*ACTIVITY*.
Please copy, exactly as they appear below, the lines from the one containing "let (tls, rest)" through the one containing "Some((host, port)) =>".
^^^^^^^^
//! IRC over raw TCP (`irc://host:port`) or TLS (`ircs://host:port`).

use std::sync::Arc;

use async_trait::async_trait;
use tokio::io::{AsyncBufReadExt, AsyncRead, AsyncWrite, AsyncWriteExt, BufReader};
use tokio::net::TcpStream;
use tokio_rustls::rustls;
use tokio_rustls::TlsConnector;

use super::{Connector, Socket, SocketPeer, SocketSignal};
use crate::error::TransportError;

pub const DEFAULT_PLAIN_PORT: u16 = 6667;
pub const DEFAULT_TLS_PORT: u16 = 6697;

#[derive(Debug, Default, Clone)]
pub struct TcpConnector;

#[async_trait]
impl Connector for TcpConnector {
    async fn open(&self, endpoint: &str) -> Result<Socket, TransportError> {
        let target = Target::parse(endpoint)?;
        let addr = format!("{}:{}", target.host, target.port);
        let mode = if target.tls { "TLS" } else { "plain" };

        tracing::debug!(%addr, mode, "Opening TCP connection");
        let tcp = TcpStream::connect(&addr)
            .await
            .map_err(|source| TransportError::Connect {
                endpoint: endpoint.to_string(),
                source,
            })?;

        if !target.tls {
            return Ok(spawn_pump(tcp));
        }

        let connector = TlsConnector::from(Arc::new(rustls_default_config()));
        let dns_name = rustls::pki_types::ServerName::try_from(target.host.clone()).map_err(|e| {
            TransportError::InvalidEndpoint {
                endpoint: endpoint.to_string(),
                reason: e.to_string(),
            }
        })?;
        let tls_stream = connector
            .connect(dns_name, tcp)
            .await
            .map_err(|source| TransportError::Tls {
                endpoint: endpoint.to_string(),
                source,
            })?;
        tracing::debug!(%addr, "TLS handshake complete");
        Ok(spawn_pump(tls_stream))
    }
}

#[derive(Debug, Clone, PartialEq, Eq)]
struct Target {
    host: String,
    port: u16,
    tls: bool,
}

impl Target {
    fn parse(endpoint: &str) -> Result<Self, TransportError> {
        let invalid = |reason: &str| TransportError::InvalidEndpoint {
            endpoint: endpoint.to_string(),
            reason: reason.to_string(),
        };

        let (tls, rest) = if let Some(rest) = endpoint.strip_prefix("ircs://") {
            (true, rest)
        } else if let Some(rest) = endpoint.strip_prefix("irc://") {
            (false, rest)
        } else {
            return Err(TransportError::UnsupportedScheme(endpoint.to_string()));
        };

        let authority = rest.split('/').next().unwrap_or_default();
        let (host, port) = match authority.rsplit_once(':') {
            Some((host, port)) => {
                let port = port.parse::<u16>().map_err(|_| invalid("bad port"))?;
                (host, port)
            }
            None if tls => (authority, DEFAULT_TLS_PORT),
            None => (authority, DEFAULT_PLAIN_PORT),
        };
        if host.is_empty() {
            return Err(invalid("missing host"));
        }

        Ok(Self {
            host: host.to_string(),
            port,
            tls,
        })
    }
}

fn rustls_default_config() -> rustls::ClientConfig {
    // Only ring is compiled in; installing it is a no-op after the first call.
    let _ = rustls::crypto::ring::default_provider().install_default();
    let root_store =
        rustls::RootCertStore::from_iter(webpki_roots::TLS_SERVER_ROOTS.iter().cloned());
    rustls::ClientConfig::builder()
        .with_root_certificates(root_store)
        .with_no_client_auth()
}

fn spawn_pump<S>(stream: S) -> Socket
where
    S: AsyncRead + AsyncWrite + Send + Unpin + 'static,
{
    let (socket, peer) = Socket::pair();
    let (reader, writer) = tokio::io::split(stream);
    tokio::spawn(pump(BufReader::new(reader), writer, peer));
    socket
}

async fn pump<R, W>(mut reader: R, mut writer: W, mut peer: SocketPeer)
where
    R: tokio::io::AsyncBufRead + Unpin,
    W: AsyncWrite + Unpin,
{
    // Partial lines stay here across select iterations.
    let mut line_buf: Vec<u8> = Vec::new();

    loop {
        tokio::select! {
            line = peer.lines.recv() => {
                let Some(line) = line else {
                    let _ = writer.shutdown().await;
                    break;
                };
                if let Err(e) = writer.write_all(format!("{line}\r\n").as_bytes()).await {
                    peer.signal(SocketSignal::Error(e.to_string()));
                    peer.signal(SocketSignal::Closed(None));
                    break;
                }
            }
            result = reader.read_until(b'\n', &mut line_buf) => {
                match result {
                    Ok(0) => {
                        if !line_buf.is_empty() {
                            let tail = String::from_utf8_lossy(&line_buf).into_owned();
                            peer.signal(SocketSignal::Frame(tail));
                        }
                        peer.signal(SocketSignal::Closed(Some("EOF".to_string())));
                        break;
                    }
                    Ok(_) => {
                        let frame = String::from_utf8_lossy(&line_buf).into_owned();
                        line_buf.clear();
                        if !peer.signal(SocketSignal::Frame(frame)) {
                            let _ = writer.shutdown().await;
                            break;
                        }
                    }
                    Err(e) => {
                        peer.signal(SocketSignal::Error(e.to_string()));
                        peer.signal(SocketSignal::Closed(None));
                        break;
                    }
                }
            }
        }
    }
}
//! Ordered fan-out of one event kind to any number of receivers.

use tokio::sync::mpsc;

#[derive(Debug)]
pub struct Subscribers<T> {
    senders: Vec<mpsc::UnboundedSender<T>>,
}

impl<T: Clone> Subscribers<T> {
    pub fn new() -> Self {
        Self {
            senders: Vec::new(),
        }
    }

    pub fn subscribe(&mut self) -> mpsc::UnboundedReceiver<T> {
        let (tx, rx) = mpsc::unbounded_channel();
        self.senders.push(tx);
        rx
    }

    /// Deliver to every live receiver in registration order; receivers that
    /// have been dropped are pruned.
    pub fn publish(&mut self, value: &T) {
        self.senders.retain(|tx| tx.send(value.clone()).is_ok());
    }

    pub fn len(&self) -> usize {
        self.senders.len()
    }

    pub fn is_empty(&self) -> bool {
        self.senders.is_empty()
    }
}

impl<T: Clone> Default for Subscribers<T> {
    fn default() -> Self {
        Self::new()
    }
}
^^^^^^^^
*ANSWER*.
        let (tls, rest) = if let Some(rest) = endpoint.strip_prefix("ircs://") {
            (true, rest)
        } else if let Some(rest) = endpoint.strip_prefix("irc://") {
            (false, rest)
        } else {
            return Err(TransportError::UnsupportedScheme(endpoint.to_string()));
        };

        let authority = rest.split('/').next().unwrap_or_default();
        let (host, port) = match authority.rsplit_once(':') {
            Some((host, port)) => {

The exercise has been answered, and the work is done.